**Exercise aim:** Exactly as they stand, set down all of the records again.

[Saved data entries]
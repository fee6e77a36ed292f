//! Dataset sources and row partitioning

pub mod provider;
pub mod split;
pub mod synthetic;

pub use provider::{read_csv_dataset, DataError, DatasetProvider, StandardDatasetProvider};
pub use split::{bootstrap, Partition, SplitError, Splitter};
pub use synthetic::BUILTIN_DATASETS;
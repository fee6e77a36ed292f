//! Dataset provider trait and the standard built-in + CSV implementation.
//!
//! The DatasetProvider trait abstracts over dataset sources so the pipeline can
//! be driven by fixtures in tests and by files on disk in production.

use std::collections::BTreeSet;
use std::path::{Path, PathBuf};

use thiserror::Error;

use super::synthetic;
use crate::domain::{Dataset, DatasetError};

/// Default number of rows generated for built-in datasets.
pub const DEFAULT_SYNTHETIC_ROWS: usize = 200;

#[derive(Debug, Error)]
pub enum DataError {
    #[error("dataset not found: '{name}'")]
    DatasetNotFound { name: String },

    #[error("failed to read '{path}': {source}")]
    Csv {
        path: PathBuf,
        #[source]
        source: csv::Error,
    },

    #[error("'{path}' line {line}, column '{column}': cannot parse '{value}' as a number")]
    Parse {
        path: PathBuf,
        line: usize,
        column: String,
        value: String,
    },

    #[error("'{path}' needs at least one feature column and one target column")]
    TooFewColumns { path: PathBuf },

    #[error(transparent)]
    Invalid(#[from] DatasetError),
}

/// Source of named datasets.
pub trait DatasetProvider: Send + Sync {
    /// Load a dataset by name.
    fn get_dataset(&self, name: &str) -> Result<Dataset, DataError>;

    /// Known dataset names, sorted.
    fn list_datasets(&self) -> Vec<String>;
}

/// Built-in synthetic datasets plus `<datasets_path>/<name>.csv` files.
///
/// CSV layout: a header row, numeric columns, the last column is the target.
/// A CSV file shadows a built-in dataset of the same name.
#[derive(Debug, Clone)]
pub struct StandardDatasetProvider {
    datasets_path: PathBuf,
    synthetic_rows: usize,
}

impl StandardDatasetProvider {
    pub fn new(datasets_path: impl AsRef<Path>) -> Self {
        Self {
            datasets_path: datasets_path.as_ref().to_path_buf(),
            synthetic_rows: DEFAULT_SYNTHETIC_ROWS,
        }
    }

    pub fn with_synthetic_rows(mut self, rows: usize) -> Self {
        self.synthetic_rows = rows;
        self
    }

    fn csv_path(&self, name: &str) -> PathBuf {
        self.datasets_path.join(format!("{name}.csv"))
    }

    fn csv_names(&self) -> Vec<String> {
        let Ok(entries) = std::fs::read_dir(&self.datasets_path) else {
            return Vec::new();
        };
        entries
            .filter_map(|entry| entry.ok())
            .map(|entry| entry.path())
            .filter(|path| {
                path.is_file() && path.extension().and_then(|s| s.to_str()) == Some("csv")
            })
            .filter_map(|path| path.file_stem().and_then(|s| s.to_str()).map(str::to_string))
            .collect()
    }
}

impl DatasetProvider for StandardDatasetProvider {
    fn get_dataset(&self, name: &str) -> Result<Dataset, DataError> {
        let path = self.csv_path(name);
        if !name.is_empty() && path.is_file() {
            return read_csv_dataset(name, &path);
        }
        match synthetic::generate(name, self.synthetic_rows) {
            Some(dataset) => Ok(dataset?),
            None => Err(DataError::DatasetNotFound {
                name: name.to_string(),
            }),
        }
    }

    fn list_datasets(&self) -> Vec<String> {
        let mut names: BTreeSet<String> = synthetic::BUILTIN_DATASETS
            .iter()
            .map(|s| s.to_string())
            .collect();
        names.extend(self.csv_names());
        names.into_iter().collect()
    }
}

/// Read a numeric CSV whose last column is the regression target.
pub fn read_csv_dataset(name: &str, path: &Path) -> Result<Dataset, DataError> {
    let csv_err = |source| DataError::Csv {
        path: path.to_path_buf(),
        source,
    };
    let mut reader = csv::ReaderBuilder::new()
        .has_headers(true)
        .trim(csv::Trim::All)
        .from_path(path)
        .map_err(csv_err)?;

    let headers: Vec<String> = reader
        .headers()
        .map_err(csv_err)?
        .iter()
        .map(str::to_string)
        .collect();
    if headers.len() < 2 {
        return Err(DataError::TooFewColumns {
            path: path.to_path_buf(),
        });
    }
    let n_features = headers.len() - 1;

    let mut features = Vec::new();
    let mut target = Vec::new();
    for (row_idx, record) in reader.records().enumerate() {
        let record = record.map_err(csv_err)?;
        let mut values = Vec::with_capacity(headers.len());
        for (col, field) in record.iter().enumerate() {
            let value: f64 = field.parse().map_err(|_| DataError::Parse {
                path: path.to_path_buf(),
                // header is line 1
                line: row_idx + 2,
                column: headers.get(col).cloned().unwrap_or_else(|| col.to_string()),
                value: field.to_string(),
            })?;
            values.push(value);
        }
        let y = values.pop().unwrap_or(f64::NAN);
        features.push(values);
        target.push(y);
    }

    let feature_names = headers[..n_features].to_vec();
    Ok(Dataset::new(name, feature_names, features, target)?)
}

**Answer for the task:**
repository fee6e77a36ed292f
//! Dataset sources and row partitioning

pub mod provider;
pub mod split;
pub mod synthetic;

pub use provider::{read_csv_dataset, DataError, DatasetProvider, StandardDatasetProvider};
pub use split::{bootstrap, Partition, SplitError, Splitter};
pub use synthetic::BUILTIN_DATASETS;
repository fee6e77a36ed292f
//! Dataset provider trait and the standard built-in + CSV implementation.
//!
//! The DatasetProvider trait abstracts over dataset sources so the pipeline can
//! be driven by fixtures in tests and by files on disk in production.

use std::collections::BTreeSet;
use std::path::{Path, PathBuf};

use thiserror::Error;

use super::synthetic;
use crate::domain::{Dataset, DatasetError};

/// Default number of rows generated for built-in datasets.
pub const DEFAULT_SYNTHETIC_ROWS: usize = 200;

#[derive(Debug, Error)]
pub enum DataError {
    #[error("dataset not found: '{name}'")]
    DatasetNotFound { name: String },

    #[error("failed to read '{path}': {source}")]
    Csv {
        path: PathBuf,
        #[source]
        source: csv::Error,
    },

    #[error("'{path}' line {line}, column '{column}': cannot parse '{value}' as a number")]
    Parse {
        path: PathBuf,
        line: usize,
        column: String,
        value: String,
    },

    #[error("'{path}' needs at least one feature column and one target column")]
    TooFewColumns { path: PathBuf },

    #[error(transparent)]
    Invalid(#[from] DatasetError),
}

/// Source of named datasets.
pub trait DatasetProvider: Send + Sync {
    /// Load a dataset by name.
    fn get_dataset(&self, name: &str) -> Result<Dataset, DataError>;

    /// Known dataset names, sorted.
    fn list_datasets(&self) -> Vec<String>;
}

/// Built-in synthetic datasets plus `<datasets_path>/<name>.csv` files.
///
/// CSV layout: a header row, numeric columns, the last column is the target.
/// A CSV file shadows a built-in dataset of the same name.
#[derive(Debug, Clone)]
pub struct StandardDatasetProvider {
    datasets_path: PathBuf,
    synthetic_rows: usize,
}

impl StandardDatasetProvider {
    pub fn new(datasets_path: impl AsRef<Path>) -> Self {
        Self {
            datasets_path: datasets_path.as_ref().to_path_buf(),
            synthetic_rows: DEFAULT_SYNTHETIC_ROWS,
        }
    }

    pub fn with_synthetic_rows(mut self, rows: usize) -> Self {
        self.synthetic_rows = rows;
        self
    }

    fn csv_path(&self, name: &str) -> PathBuf {
        self.datasets_path.join(format!("{name}.csv"))
    }

    fn csv_names(&self) -> Vec<String> {
        let Ok(entries) = std::fs::read_dir(&self.datasets_path) else {
            return Vec::new();
        };
        entries
            .filter_map(|entry| entry.ok())
            .map(|entry| entry.path())
            .filter(|path| {
                path.is_file() && path.extension().and_then(|s| s.to_str()) == Some("csv")
            })
            .filter_map(|path| path.file_stem().and_then(|s| s.to_str()).map(str::to_string))
            .collect()
    }
}

impl DatasetProvider for StandardDatasetProvider {
    fn get_dataset(&self, name: &str) -> Result<Dataset, DataError> {
        let path = self.csv_path(name);
        if !name.is_empty() && path.is_file() {
            return read_csv_dataset(name, &path);
        }
        match synthetic::generate(name, self.synthetic_rows) {
            Some(dataset) => Ok(dataset?),
            None => Err(DataError::DatasetNotFound {
                name: name.to_string(),
            }),
        }
    }

    fn list_datasets(&self) -> Vec<String> {
        let mut names: BTreeSet<String> = synthetic::BUILTIN_DATASETS
            .iter()
            .map(|s| s.to_string())
            .collect();
        names.extend(self.csv_names());
        names.into_iter().collect()
    }
}

/// Read a numeric CSV whose last column is the regression target.
pub fn read_csv_dataset(name: &str, path: &Path) -> Result<Dataset, DataError> {
    let csv_err = |source| DataError::Csv {
        path: path.to_path_buf(),
        source,
    };
    let mut reader = csv::ReaderBuilder::new()
        .has_headers(true)
        .trim(csv::Trim::All)
        .from_path(path)
        .map_err(csv_err)?;

    let headers: Vec<String> = reader
        .headers()
        .map_err(csv_err)?
        .iter()
        .map(str::to_string)
        .collect();
    if headers.len() < 2 {
        return Err(DataError::TooFewColumns {
            path: path.to_path_buf(),
        });
    }
    let n_features = headers.len() - 1;

    let mut features = Vec::new();
    let mut target = Vec::new();
    for (row_idx, record) in reader.records().enumerate() {
        let record = record.map_err(csv_err)?;
        let mut values = Vec::with_capacity(headers.len());
        for (col, field) in record.iter().enumerate() {
            let value: f64 = field.parse().map_err(|_| DataError::Parse {
                path: path.to_path_buf(),
                // header is line 1
                line: row_idx + 2,
                column: headers.get(col).cloned().unwrap_or_else(|| col.to_string()),
                value: field.to_string(),
            })?;
            values.push(value);
        }
        let y = values.pop().unwrap_or(f64::NAN);
        features.push(values);
        target.push(y);
    }

    let feature_names = headers[..n_features].to_vec();
    Ok(Dataset::new(name, feature_names, features, target)?)
}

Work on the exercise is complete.